▶ _EXERCISE DESCRIPTION_
Reprint every line of the data, keeping each character intact.

____________________

use crate::geometry::{Point, Rect};

#[derive(Debug, Clone, Copy, PartialEq, Eq)]
pub struct Color {
    pub r: u8,
    pub g: u8,
    pub b: u8,
}

impl Color {
    pub const fn rgb(r: u8, g: u8, b: u8) -> Self {
        Color { r, g, b }
    }

    pub const BLACK: Color = Color::rgb(0, 0, 0);
    pub const WHITE: Color = Color::rgb(255, 255, 255);
    pub const GRAY: Color = Color::rgb(128, 128, 128);
    pub const SILVER: Color = Color::rgb(192, 192, 192);
    pub const RED: Color = Color::rgb(255, 0, 0);
    pub const GREEN: Color = Color::rgb(0, 255, 0);
    pub const YELLOW: Color = Color::rgb(255, 255, 0);
    pub const CYAN: Color = Color::rgb(0, 255, 255);
    pub const PURPLE: Color = Color::rgb(160, 32, 240);
    pub const SIENNA: Color = Color::rgb(160, 82, 45);
    pub const OLIVE: Color = Color::rgb(128, 128, 0);
    pub const DARK_BLUE: Color = Color::rgb(0, 0, 139);
    pub const FIREBRICK: Color = Color::rgb(178, 34, 34);
    pub const SKY_BLUE: Color = Color::rgb(135, 206, 235);
    pub const KHAKI: Color = Color::rgb(240, 230, 140);
    pub const OLIVE_DRAB: Color = Color::rgb(107, 142, 35);
    pub const DARK_OLIVE: Color = Color::rgb(85, 107, 47);
    pub const SLATE_BLUE: Color = Color::rgb(106, 90, 205);
}

/// One primitive for the render collaborator.
#[derive(Debug, Clone, PartialEq)]
pub enum DrawCommand {
    FillRect { rect: Rect, color: Color },
    OutlineRect { rect: Rect, color: Color },
    Line { from: Point, to: Point, color: Color },
    Text { at: Point, text: String, color: Color },
}

/// A frame is an ordered list of draw primitives; later commands paint over earlier ones.
#[derive(Default, Debug, Clone)]
pub struct Frame {
    pub commands: Vec<DrawCommand>,
}

impl Frame {
    pub fn new() -> Self {
        Self::default()
    }

    pub fn fill(&mut self, rect: Rect, color: Color) {
        if rect.w > 0 && rect.h > 0 {
            self.commands.push(DrawCommand::FillRect { rect, color });
        }
    }

    pub fn outline(&mut self, rect: Rect, color: Color) {
        if rect.w > 0 && rect.h > 0 {
            self.commands.push(DrawCommand::OutlineRect { rect, color });
        }
    }

    pub fn line(&mut self, from: Point, to: Point, color: Color) {
        self.commands.push(DrawCommand::Line { from, to, color });
    }

    pub fn text(&mut self, at: Point, s: impl Into<String>, color: Color) {
        let text = s.into();
        if !text.trim().is_empty() {
            self.commands.push(DrawCommand::Text { at, text, color });
        }
    }

    /// Closed polyline through `points`.
    pub fn polygon(&mut self, points: &[Point], color: Color) {
        for (i, from) in points.iter().enumerate() {
            let to = points[(i + 1) % points.len()];
            self.line(*from, to, color);
        }
    }

    pub fn texts(&self) -> impl Iterator<Item = &str> {
        self.commands.iter().filter_map(|c| match c {
            DrawCommand::Text { text, .. } => Some(text.as_str()),
            _ => None,
        })
    }
}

____________________

▶ _RESULT OF THIS TASK_
use crate::geometry::{Point, Rect};

#[derive(Debug, Clone, Copy, PartialEq, Eq)]
pub struct Color {
    pub r: u8,
    pub g: u8,
    pub b: u8,
}

impl Color {
    pub const fn rgb(r: u8, g: u8, b: u8) -> Self {
        Color { r, g, b }
    }

    pub const BLACK: Color = Color::rgb(0, 0, 0);
    pub const WHITE: Color = Color::rgb(255, 255, 255);
    pub const GRAY: Color = Color::rgb(128, 128, 128);
    pub const SILVER: Color = Color::rgb(192, 192, 192);
    pub const RED: Color = Color::rgb(255, 0, 0);
    pub const GREEN: Color = Color::rgb(0, 255, 0);
    pub const YELLOW: Color = Color::rgb(255, 255, 0);
    pub const CYAN: Color = Color::rgb(0, 255, 255);
    pub const PURPLE: Color = Color::rgb(160, 32, 240);
    pub const SIENNA: Color = Color::rgb(160, 82, 45);
    pub const OLIVE: Color = Color::rgb(128, 128, 0);
    pub const DARK_BLUE: Color = Color::rgb(0, 0, 139);
    pub const FIREBRICK: Color = Color::rgb(178, 34, 34);
    pub const SKY_BLUE: Color = Color::rgb(135, 206, 235);
    pub const KHAKI: Color = Color::rgb(240, 230, 140);
    pub const OLIVE_DRAB: Color = Color::rgb(107, 142, 35);
    pub const DARK_OLIVE: Color = Color::rgb(85, 107, 47);
    pub const SLATE_BLUE: Color = Color::rgb(106, 90, 205);
}

/// One primitive for the render collaborator.
#[derive(Debug, Clone, PartialEq)]
pub enum DrawCommand {
    FillRect { rect: Rect, color: Color },
    OutlineRect { rect: Rect, color: Color },
    Line { from: Point, to: Point, color: Color },
    Text { at: Point, text: String, color: Color },
}

/// A frame is an ordered list of draw primitives; later commands paint over earlier ones.
#[derive(Default, Debug, Clone)]
pub struct Frame {
    pub commands: Vec<DrawCommand>,
}

impl Frame {
    pub fn new() -> Self {
        Self::default()
    }

    pub fn fill(&mut self, rect: Rect, color: Color) {
        if rect.w > 0 && rect.h > 0 {
            self.commands.push(DrawCommand::FillRect { rect, color });
        }
    }

    pub fn outline(&mut self, rect: Rect, color: Color) {
        if rect.w > 0 && rect.h > 0 {
            self.commands.push(DrawCommand::OutlineRect { rect, color });
        }
    }

    pub fn line(&mut self, from: Point, to: Point, color: Color) {
        self.commands.push(DrawCommand::Line { from, to, color });
    }

    pub fn text(&mut self, at: Point, s: impl Into<String>, color: Color) {
        let text = s.into();
        if !text.trim().is_empty() {
            self.commands.push(DrawCommand::Text { at, text, color });
        }
    }

    /// Closed polyline through `points`.
    pub fn polygon(&mut self, points: &[Point], color: Color) {
        for (i, from) in points.iter().enumerate() {
            let to = points[(i + 1) % points.len()];
            self.line(*from, to, color);
        }
    }

    pub fn texts(&self) -> impl Iterator<Item = &str> {
        self.commands.iter().filter_map(|c| match c {
            DrawCommand::Text { text, .. } => Some(text.as_str()),
            _ => None,
        })
    }
}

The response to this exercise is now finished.